There is comfort in that. There is comfort in knowing what will happen next. There is comfort in sitting beside people you do not know well, but with whom you share a space and a rhythm. It could happen in other places too. A mosque. A temple. A synagogue. A community hall. A yoga studio. Any place where people gather regularly and set aside distraction can create a similar feeling. I am not claiming that peace belongs to one tradition. But I felt it there.
Ireland in the 1980s was not a perfect place. The Church held too much power. Many people suffered. The decline in trust did not come from nowhere. It came from real failures. And yet, in stepping away from institutions, we may also have stepped away from something more ordinary and human: shared ritual. Regular gathering. Commitment that is not constantly renegotiated.
We have built a world full of choice. We can opt in and out of almost everything. That freedom is important. But it can also leave us untethered. When everything is flexible, it is hard to feel grounded.
What I saw in that church looked less like blind devotion and more like people trying to slow down. Parents bringing their children somewhere that isn’t built around a screen. Adults sitting quietly in a room where no one is selling anything and no one is arguing. A space where time moves at a different pace.
I do not know if it will last. I do not know if it means belief is rising again. I do not know if it is nostalgia, fatigue, or something deeper. I only know that when I walked out, I felt calmer than when I walked in. And I had not felt that in a long time.

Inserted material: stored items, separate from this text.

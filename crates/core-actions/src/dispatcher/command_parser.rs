//! `:`-command parsing (spec §6): a hand-rolled line parser, not a
//! grammar — grounded on the teacher's head/tail command split, extended
//! with this spec's `:set`/`:s///` forms.

#[derive(Debug, Clone, PartialEq, Eq)]
pub enum SubstituteRange {
    CurrentLine,
    WholeFile,
}

#[derive(Debug, Clone, PartialEq, Eq)]
pub enum ParsedCommand {
    Quit { force: bool },
    QuitAll { force: bool },
    Write { force: bool, path: Option<String> },
    WriteQuit { force: bool },
    Edit { force: bool, path: Option<String> },
    TabNew(Option<String>),
    TabNext,
    TabPrev,
    Split,
    VSplit,
    Set { option: String, value: Option<String> },
    NoHighlight,
    GotoLine(u32),
    Substitute {
        range: SubstituteRange,
        pattern: String,
        replacement: String,
        global: bool,
        ignore_case: bool,
    },
    Unknown(String),
}

fn split_head(raw: &str) -> (&str, &str) {
    match raw.find(char::is_whitespace) {
        Some(i) => (&raw[..i], raw[i..].trim_start()),
        None => (raw, ""),
    }
}

fn parse_path(rest: &str) -> Option<String> {
    let rest = rest.trim();
    if rest.is_empty() {
        None
    } else {
        Some(rest.to_string())
    }
}

fn parse_substitute(raw: &str) -> Option<ParsedCommand> {
    let (range, body) = if let Some(b) = raw.strip_prefix("%s") {
        (SubstituteRange::WholeFile, b)
    } else if let Some(b) = raw.strip_prefix('s') {
        (SubstituteRange::CurrentLine, b)
    } else {
        return None;
    };
    let mut chars = body.chars();
    let delim = chars.next()?;
    if delim.is_alphanumeric() {
        return None;
    }
    let rest: String = chars.collect();
    let parts: Vec<&str> = rest.splitn(3, delim).collect();
    let pattern = parts.first().copied().unwrap_or("").to_string();
    let replacement = parts.get(1).copied().unwrap_or("").to_string();
    let flags = parts.get(2).copied().unwrap_or("");
    Some(ParsedCommand::Substitute {
        range,
        pattern,
        replacement,
        global: flags.contains('g'),
        ignore_case: flags.contains('i'),
    })
}

pub struct CommandParser;

impl CommandParser {
    pub fn parse(raw: &str) -> ParsedCommand {
        let raw = raw.strip_prefix(':').unwrap_or(raw);
        if raw.is_empty() {
            return ParsedCommand::Unknown(String::new());
        }
        if let Some(n) = raw.parse::<u32>().ok() {
            return ParsedCommand::GotoLine(n);
        }
        if let Some(cmd) = parse_substitute(raw) {
            return cmd;
        }
        let (head, tail) = split_head(raw);
        match head {
            "q" => ParsedCommand::Quit { force: false },
            "q!" => ParsedCommand::Quit { force: true },
            "qa" => ParsedCommand::QuitAll { force: false },
            "qa!" => ParsedCommand::QuitAll { force: true },
            "w" => ParsedCommand::Write { force: false, path: parse_path(tail) },
            "w!" => ParsedCommand::Write { force: true, path: parse_path(tail) },
            "wq" => ParsedCommand::WriteQuit { force: false },
            "wq!" => ParsedCommand::WriteQuit { force: true },
            "e" => ParsedCommand::Edit { force: false, path: parse_path(tail) },
            "e!" => ParsedCommand::Edit { force: true, path: parse_path(tail) },
            "tabnew" => ParsedCommand::TabNew(parse_path(tail)),
            "tabn" => ParsedCommand::TabNext,
            "tabp" => ParsedCommand::TabPrev,
            "split" => ParsedCommand::Split,
            "vsplit" => ParsedCommand::VSplit,
            "noh" => ParsedCommand::NoHighlight,
            "set" => {
                let mut parts = tail.splitn(2, '=');
                let option = parts.next().unwrap_or("").trim().to_string();
                let value = parts.next().map(|v| v.trim().to_string());
                ParsedCommand::Set { option, value }
            }
            _ => ParsedCommand::Unknown(raw.to_string()),
        }
    }
}

#[cfg(test)]
mod tests {
    use super::*;

    #[test]
    fn parses_quit_and_force_quit() {
        assert_eq!(CommandParser::parse(":q"), ParsedCommand::Quit { force: false });
        assert_eq!(CommandParser::parse(":q!"), ParsedCommand::Quit { force: true });
    }

    #[test]
    fn parses_write_with_path() {
        assert_eq!(
            CommandParser::parse(":w notes.txt"),
            ParsedCommand::Write { force: false, path: Some("notes.txt".to_string()) }
        );
    }

    #[test]
    fn parses_set_with_value() {
        assert_eq!(
            CommandParser::parse(":set tabstop=4"),
            ParsedCommand::Set { option: "tabstop".to_string(), value: Some("4".to_string()) }
        );
    }

    #[test]
    fn parses_set_without_value() {
        assert_eq!(
            CommandParser::parse(":set number"),
            ParsedCommand::Set { option: "number".to_string(), value: None }
        );
    }

    #[test]
    fn parses_goto_line() {
        assert_eq!(CommandParser::parse(":42"), ParsedCommand::GotoLine(42));
    }

    #[test]
    fn parses_substitute_whole_file_with_flags() {
        assert_eq!(
            CommandParser::parse(":%s/foo/bar/gi"),
            ParsedCommand::Substitute {
                range: SubstituteRange::WholeFile,
                pattern: "foo".to_string(),
                replacement: "bar".to_string(),
                global: true,
                ignore_case: true,
            }
        );
    }

    #[test]
    fn parses_substitute_current_line() {
        assert_eq!(
            CommandParser::parse(":s/a/b/"),
            ParsedCommand::Substitute {
                range: SubstituteRange::CurrentLine,
                pattern: "a".to_string(),
                replacement: "b".to_string(),
                global: false,
                ignore_case: false,
            }
        );
    }

    #[test]
    fn unknown_command_is_preserved_verbatim() {
        assert_eq!(CommandParser::parse(":bogus"), ParsedCommand::Unknown("bogus".to_string()));
    }
}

Maybe people are not returning to the Church so much as returning to the simple act of gathering. Returning to limits. Returning to the idea that some things should be done slowly and together. In a world that is busy almost every waking minute, that may be reason enough.

I think I get it. I, too, was a refugee from the church and, for a couple of decades, I lived without the theology, the doctrines, and the community. I missed the experience of a community that was reflective, deeper, more intimate than most secular groups and supportive in a personal way. I have since found such a community without the requirement of belief in dogma and loyalty to an imagined deity and an institution. I am grateful. I am happy.
I believe that simple, secular community cannot replace religion in society nor will it satisfy the personal, complex, needs of individuals. We need more to grow, to heal and to flourish. I am in favour of finding ways to do this without setting aside reason and feeding delusions.
I sat still to read this. And realized a nice commonality and the attendant camaraderie. All without having to tacitly support an institution that markets in cult-like, anti-intellectual delusions that have repeatedly been used to excuse its own atrocious behavior.